Whether in sports or business, everyone loves a good comeback story.
The rise, the fall, the struggle, the recovery, the ascent, until ultimately – the triumph.
Yesterday, the world got to see two comeback kids show up and sweep up the floor at the women’s gymnastics finals at the Paris Olympics. In case you’ve somehow managed to evade the Olympics fervor (or for some reason decided to instead watch the Handmaid’s Tale last night like my mom did – just… why mom, why???), here’s a quick recap:
Simone Biles – who famously removed herself from the competition after getting the so-called “twisties” at the Tokyo Olympics in 2020 – showed up not only as the oldest gold-medal champion in 70 years but also had the incredible power to release a documentary teasing the world with her comeback just nine days before the opening ceremonies in Paris. Truly, the world was not Ready for It (but she was, which is why that Taylor Swift song was the perfect choice for her floor routine) She deserved every bit of that G.O.A.T. necklace.

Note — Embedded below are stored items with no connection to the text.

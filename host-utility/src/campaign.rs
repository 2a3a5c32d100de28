//! Fault-injection query campaigns
//!
//! A campaign sends partial-resign requests for random addresses, reads
//! back every freshly computed result and groups the results by the
//! one-time key they came from. Several distinct results for one key mean a
//! computation went wrong at least once.
//!
//! In cached mode the host mirrors the target's address cache, so every
//! reply can be checked against the predicted hit or miss. When the two
//! disagree the target cache is rewritten from the mirror.

use anyhow::{Context, Result};
use chrono::Local;
use rand::rngs::StdRng;
use rand::{Rng, SeedableRng};
use spxprobe_signer_lib::{CacheOutcome, PackedAddress, TargetCache, TargetConfig};
use std::collections::{BTreeMap, BTreeSet};
use std::fs::{self, File};
use std::io::{BufWriter, Write};
use std::path::{Path, PathBuf};

use crate::connection::Client;
use crate::constants::{ADDRESS_RANDOM_BYTES, ADDRESS_ZERO_PAD};
use crate::progress;

/// Which partial signer the campaign drives
#[derive(clap::ValueEnum, Clone, Copy, Debug, PartialEq, Eq)]
pub enum Mode {
    /// Cache-gated resign
    Cached,
    /// Unconditional resign
    Straight,
}

/// Campaign settings
#[derive(Debug, Clone)]
pub struct CampaignConfig {
    /// Partial signer to drive
    pub mode: Mode,
    /// Independent experiments
    pub experiments: u32,
    /// Queries per experiment
    pub queries: u32,
    /// Seed of the address generator
    pub seed: u64,
    /// Directory for the log file
    pub log_dir: PathBuf,
}

/// Host copy of the target cache
///
/// Applies the same check-then-insert rule as the target.
#[derive(Debug, Default)]
pub struct CacheMirror {
    cache: TargetCache,
}

impl CacheMirror {
    /// Predict whether `packed` hits, recording it on a miss
    pub fn predict(&mut self, packed: PackedAddress) -> bool {
        let tag = packed.tag();
        if self.cache.contains(tag) {
            return true;
        }
        self.cache.insert(tag);
        false
    }

    /// Tags in the order that rebuilds the same eviction order on the target
    pub fn refill_tags(&self) -> Vec<u8> {
        self.cache.iter_oldest_first().collect()
    }
}

/// Results grouped by one-time key
#[derive(Debug, Default)]
pub struct Collections {
    by_key: BTreeMap<u64, Vec<Vec<u8>>>,
}

impl Collections {
    /// Record a result for one-time key `key`
    pub fn record(&mut self, key: u64, result: Vec<u8>) {
        self.by_key.entry(key).or_default().push(result);
    }

    /// Keys with more than one distinct result
    pub fn inconsistent(&self) -> Vec<(u64, usize)> {
        self.by_key
            .iter()
            .filter_map(|(&key, results)| {
                let distinct = results.iter().collect::<BTreeSet<_>>().len();
                (distinct > 1).then_some((key, distinct))
            })
            .collect()
    }

    /// Number of results collected
    pub fn result_count(&self) -> usize {
        self.by_key.values().map(Vec::len).sum()
    }
}

/// Campaign address: zero padding followed by random bytes
pub fn random_address(rng: &mut StdRng) -> PackedAddress {
    let mut bytes = [0u8; ADDRESS_ZERO_PAD + ADDRESS_RANDOM_BYTES];
    rng.fill(&mut bytes[ADDRESS_ZERO_PAD..]);
    PackedAddress::from_be_bytes(bytes)
}

/// One-time key a partial resign signs with: the leaf one layer up
pub fn wots_key(packed: PackedAddress, tree_height: u32) -> u64 {
    let upper = packed.split(tree_height).parent(tree_height);
    PackedAddress::from_position(upper, tree_height).raw()
}

struct CampaignLog {
    writer: BufWriter<File>,
}

impl CampaignLog {
    fn create(dir: &Path) -> Result<(Self, PathBuf)> {
        fs::create_dir_all(dir)
            .with_context(|| format!("Failed to create log directory {}", dir.display()))?;
        let name = Local::now()
            .format("%Y-%m-%d_%H-%M-%S_spxprobe.txt")
            .to_string();
        let path = dir.join(name);
        let file =
            File::create(&path).with_context(|| format!("Failed to create {}", path.display()))?;
        Ok((
            Self {
                writer: BufWriter::new(file),
            },
            path,
        ))
    }

    fn line(&mut self, message: &str) -> Result<()> {
        let now = Local::now().format("%Y/%m/%d %H:%M:%S");
        writeln!(self.writer, "{now}: {message}")?;
        log::debug!("{message}");
        Ok(())
    }

    fn flush(&mut self) -> Result<()> {
        self.writer.flush()?;
        Ok(())
    }
}

/// Run a campaign; returns the path of its log
pub fn run(client: &mut Client, target: &TargetConfig, config: &CampaignConfig) -> Result<PathBuf> {
    let (mut log_file, path) = CampaignLog::create(&config.log_dir)?;
    log_file.line(&format!(
        "spxprobe {:?} campaign: {} experiments x {} queries, seed {}",
        config.mode, config.experiments, config.queries, config.seed
    ))?;
    log_file.line(&"=".repeat(80))?;

    let mut rng = StdRng::seed_from_u64(config.seed);
    for experiment in 1..=config.experiments {
        log_file.line(&format!(
            "({experiment:02}/{:02}) Launching experiment",
            config.experiments
        ))?;
        let collections = run_experiment(client, target, config, &mut rng, &mut log_file)?;

        let inconsistent = collections.inconsistent();
        log_file.line(&format!(
            "({experiment:02}/{:02}) Finished: {} results, {} inconsistent keys",
            config.experiments,
            collections.result_count(),
            inconsistent.len()
        ))?;
        for (key, distinct) in inconsistent {
            log_file.line(&format!("  key {key:#x}: {distinct} distinct results"))?;
        }
        log_file.flush()?;
    }

    Ok(path)
}

fn run_experiment(
    client: &mut Client,
    target: &TargetConfig,
    config: &CampaignConfig,
    rng: &mut StdRng,
    log_file: &mut CampaignLog,
) -> Result<Collections> {
    let params = target.params;
    let tree_height = params.tree_height();
    let total = config.queries;
    let mut mirror = CacheMirror::default();
    let mut collections = Collections::default();
    let bar = progress::create_query_bar(u64::from(total));

    for query in 1..=total {
        bar.inc(1);
        let packed = random_address(rng);
        log_file.line(&format!("[{query:04}/{total}] Sending ... {packed}"))?;

        match config.mode {
            Mode::Straight => client.sign_straight(packed)?,
            Mode::Cached => {
                let predicted = mirror.predict(packed);
                let outcome = client.sign_cached(packed)?;
                let hit = outcome == CacheOutcome::Cached;
                log_file.line(&format!(
                    "[{query:04}/{total}] CACHE {} (HIT PREDICTION={predicted})",
                    if hit { "HIT" } else { "MISS" }
                ))?;
                if hit != predicted {
                    log_file.line(&format!("[{query:04}/{total}] Cache mismatch, refilling ..."))?;
                    bar.set_message("refilling cache");
                    refill(client, &mirror)?;
                    bar.set_message("");
                }
                if hit {
                    continue;
                }
            }
        }

        let result = client.read_signature(params.layer_bytes())?;
        log_file.line(&format!(
            "[{query:04}/{total}] Received ... {}",
            result
                .chunks(params.n)
                .map(hex::encode)
                .collect::<Vec<_>>()
                .join(" ")
        ))?;
        collections.record(wots_key(packed, tree_height), result);
    }

    bar.finish_and_clear();
    Ok(collections)
}

fn refill(client: &mut Client, mirror: &CacheMirror) -> Result<()> {
    for tag in mirror.refill_tags() {
        let mut bytes = [0u8; ADDRESS_ZERO_PAD + ADDRESS_RANDOM_BYTES];
        bytes[ADDRESS_ZERO_PAD] = tag;
        client.fill_cache(PackedAddress::from_be_bytes(bytes))?;
    }
    Ok(())
}

#[cfg(test)]
mod tests {
    use super::*;
    use spxprobe_signer_lib::{CACHE_SIZE, TINY_TARGET, Target};

    #[test]
    fn test_random_address_shape() {
        let mut rng = StdRng::seed_from_u64(7);
        for _ in 0..64 {
            assert!(random_address(&mut rng).raw() < 1 << 16);
        }
    }

    #[test]
    fn test_same_seed_same_addresses() {
        let mut a = StdRng::seed_from_u64(42);
        let mut b = StdRng::seed_from_u64(42);
        for _ in 0..8 {
            assert_eq!(random_address(&mut a), random_address(&mut b));
        }
    }

    #[test]
    fn test_mirror_tracks_target() {
        let mut mirror = CacheMirror::default();
        let mut target = Target::new(TINY_TARGET);
        let mut rng = StdRng::seed_from_u64(3);
        for _ in 0..(CACHE_SIZE + 40) {
            let packed = random_address(&mut rng);
            let predicted = mirror.predict(packed);
            let outcome = target.sign_cached(packed).unwrap();
            assert_eq!(predicted, outcome == CacheOutcome::Cached);
        }
    }

    #[test]
    fn test_refill_reproduces_eviction_order() {
        let mut mirror = CacheMirror::default();
        for tag in 1..=200u8 {
            mirror.predict(PackedAddress::new(u64::from(tag) << 8));
        }
        let mut target = Target::new(TINY_TARGET);
        for tag in mirror.refill_tags() {
            target.fill_cache(PackedAddress::new(u64::from(tag) << 8));
        }
        let rebuilt: Vec<u8> = target.cache().iter_oldest_first().collect();
        assert_eq!(rebuilt, mirror.refill_tags());
    }

    #[test]
    fn test_wots_key_drops_base_leaf() {
        assert_eq!(wots_key(PackedAddress::new(0xABCD), 8), 0xAB);
        assert_eq!(wots_key(PackedAddress::new(0xAB00), 8), 0xAB);
    }

    #[test]
    fn test_inconsistent_keys() {
        let mut collections = Collections::default();
        collections.record(1, vec![1]);
        collections.record(1, vec![1]);
        collections.record(2, vec![1]);
        collections.record(2, vec![9]);
        assert_eq!(collections.inconsistent(), vec![(2, 2)]);
        assert_eq!(collections.result_count(), 4);
    }
}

Let’s also take a moment to savor this detail: They cleared the floor of any other competing gymnasts on other apparatuses, to give Simone the space to perform her floor routine. Literally, all eyes in the stadium were on her. She did not flinch.
And then Suni Lee – another former gold medal champion who literally hit rock bottom due to rare kidney disease that prevented her from training let alone barely getting out of bed – clawed her way back through grit and determination alone, ultimately securing a coveted spot on the U.S. Olympic Gymnast team and walking away with a bronze medal.
I cannot overstate the extent of the hero’s quest that she endured. Suni literally went from this:
“I could not bend my legs the slightest. I couldn’t squeeze my fingers. I couldn’t even look at myself in the mirror. I was just rotting in my bed. I couldn’t talk to anybody. I didn’t leave the house.”
Source: Self Magazine and Sports Illustrated
To this:
I mean, come on.
The Collaborative Comeback
That these two women rose, fell, then rose again together strikes me as more than mere coincidence.
If there’s one thing I’ve learned from working alongside so many entrepreneurs at varying stages of their oscillating journeys of success, it’s that it all feels a little easier when you have a friend. This is precisely why many VCs insist that businesses with cofounders are less risky than those without—having a cofounder provides a built-in support system and a cheer squad to navigate every step of the journey.
Whenever I hear someone share a bit of their story with me—whether a happy, confusing success or a scarier, but equally confusing “on the rails” panic moment—I know that the best thing I can do is to introduce them to someone who’s been there before. The more recent the memory, the fresher the feelings, and the better the intro. Even better if someone else is in that exact same state at the exact same time. But that bingo card is often hardest to come by.
What’s wild to me is that people still maintain they don’t change their behaviors even after meeting someone in the same boat as them. But they say things like, “it was good to know I wasn’t alone.” And that feeling alone is enough to keep them going. They don’t need to have good ideas, solutions, or answers. They just need to show up and feel heard.
This squishy “I’m not alone” feeling continues to be the currency of connection. It gets people to show back up at your events. It makes them feel heard. And it gets them to step a little outside their comfort zone to pull along someone else, too.
Now imagine the luck—if you can call it that—of two former gold medal champions hitting rock bottom together. Simone may have hit the ground first, but then as she was somewhere along her own journey of ascent, Suni hit her own rock bottom. An equal peer in lived experience. A counterpart on the same team. A training buddy, an emotional buddy. And now, someone to hold up the other side of the flag for you.
We’ll never know for sure, but I think they were better because they were together. The collaborative comeback.
A little too on the nose, perhaps, but it feels fitting to wrap this up with my favorite Theordore Roosevelt quote. With a few slight modifications…
“It is not the critic who counts; not the man who points out how the strong woman stumbles, or where the doer of deeds could have done them better. The credit belongs to the woman who is actually in the arena, whose face is marred by dust and sweat and blood; who strives valiantly; who errs, who comes short again and again, because there is no effort without error and shortcoming; but who does actually strive to do the deeds; who knows great enthusiasms, the great devotions; who spends herself in a worthy cause; who at the best knows in the end the triumph of high achievement, and who at the worst, if she fails, at least fails while daring greatly, so that her place shall never be with those cold and timid souls who neither know victory nor defeat.”